[Opening Input for this task section]

//! Derivation of the `CVS_BRANCH` build variable.

use crate::location::ResolvedLocation;
use crate::outcome::CheckoutOutcome;
use serde::{Deserialize, Serialize};
use std::collections::BTreeMap;
use tracing::debug;

/// Name of the derived build variable.
pub const CVS_BRANCH: &str = "CVS_BRANCH";

/// Variables to set on, or clear from, the build environment.
#[derive(Debug, Clone, Default, PartialEq, Eq, Serialize, Deserialize)]
pub struct BuildEnvironmentDelta {
    /// `Some` sets the variable, `None` clears it.
    entries: BTreeMap<String, Option<String>>,
}

impl BuildEnvironmentDelta {
    /// Empty delta.
    #[must_use]
    pub fn new() -> Self {
        Self::default()
    }

    /// Set `name` to `value`.
    pub fn set(&mut self, name: impl Into<String>, value: impl Into<String>) {
        self.entries.insert(name.into(), Some(value.into()));
    }

    /// Clear `name`.
    pub fn unset(&mut self, name: impl Into<String>) {
        self.entries.insert(name.into(), None);
    }

    /// Value to set for `name`, if any.
    #[must_use]
    pub fn get(&self, name: &str) -> Option<&str> {
        self.entries.get(name).and_then(|v| v.as_deref())
    }

    /// Merge into an environment map.
    pub fn apply_to(&self, env: &mut BTreeMap<String, String>) {
        for (name, value) in &self.entries {
            match value {
                Some(value) => {
                    env.insert(name.clone(), value.clone());
                }
                None => {
                    env.remove(name);
                }
            }
        }
    }

    /// Only the variables that are set.
    #[must_use]
    pub fn to_map(&self) -> BTreeMap<String, String> {
        self.entries
            .iter()
            .filter_map(|(k, v)| v.as_ref().map(|v| (k.clone(), v.clone())))
            .collect()
    }
}

/// Collapses per-module outcomes into the build environment.
#[derive(Debug, Clone, Copy, Default)]
pub struct EnvironmentProjector;

impl EnvironmentProjector {
    /// Project outcomes onto the environment.
    ///
    /// `CVS_BRANCH` is set only when every module used the same non-empty tag
    /// or branch name. All-HEAD, mixed names, HEAD mixed with a name, and an
    /// empty resolved name all leave it unset.
    #[must_use]
    pub fn project(&self, outcomes: &[CheckoutOutcome]) -> BuildEnvironmentDelta {
        let locations: Vec<&ResolvedLocation> =
            outcomes.iter().map(|o| &o.effective_location).collect();
        let mut delta = BuildEnvironmentDelta::new();
        match Self::uniform_name(&locations) {
            Some(name) => {
                debug!(cvs_branch = name, "all modules share one revision name");
                delta.set(CVS_BRANCH, name);
            }
            None => {
                debug!(modules = outcomes.len(), "no single revision name, clearing CVS_BRANCH");
                delta.unset(CVS_BRANCH);
            }
        }
        delta
    }

    fn uniform_name<'a>(locations: &[&'a ResolvedLocation]) -> Option<&'a str> {
        let mut distinct: Vec<Option<&str>> = Vec::new();
        for &loc in locations {
            let name = if loc.is_head() {
                None
            } else {
                Some(loc.name.as_str())
            };
            if !distinct.contains(&name) {
                distinct.push(name);
            }
        }
        match distinct.as_slice() {
            [Some(name)] if !name.is_empty() => Some(*name),
            _ => None,
        }
    }
}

[Closing Input for this task section]

> **Task requirements**
Set down, exactly as they stand above, the lines starting with the line with "self.entries.insert(name.into(), None);" and going on through the line with "v.as_ref().map(|v| (k.clone(), v.clone())))", and no others.

> **Solution for this task**
        self.entries.insert(name.into(), None);
    }

    /// Value to set for `name`, if any.
    #[must_use]
    pub fn get(&self, name: &str) -> Option<&str> {
        self.entries.get(name).and_then(|v| v.as_deref())
    }

    /// Merge into an environment map.
    pub fn apply_to(&self, env: &mut BTreeMap<String, String>) {
        for (name, value) in &self.entries {
            match value {
                Some(value) => {
                    env.insert(name.clone(), value.clone());
                }
                None => {
                    env.remove(name);
                }
            }
        }
    }

    /// Only the variables that are set.
    #[must_use]
    pub fn to_map(&self) -> BTreeMap<String, String> {
        self.entries
            .iter()
            .filter_map(|(k, v)| v.as_ref().map(|v| (k.clone(), v.clone())))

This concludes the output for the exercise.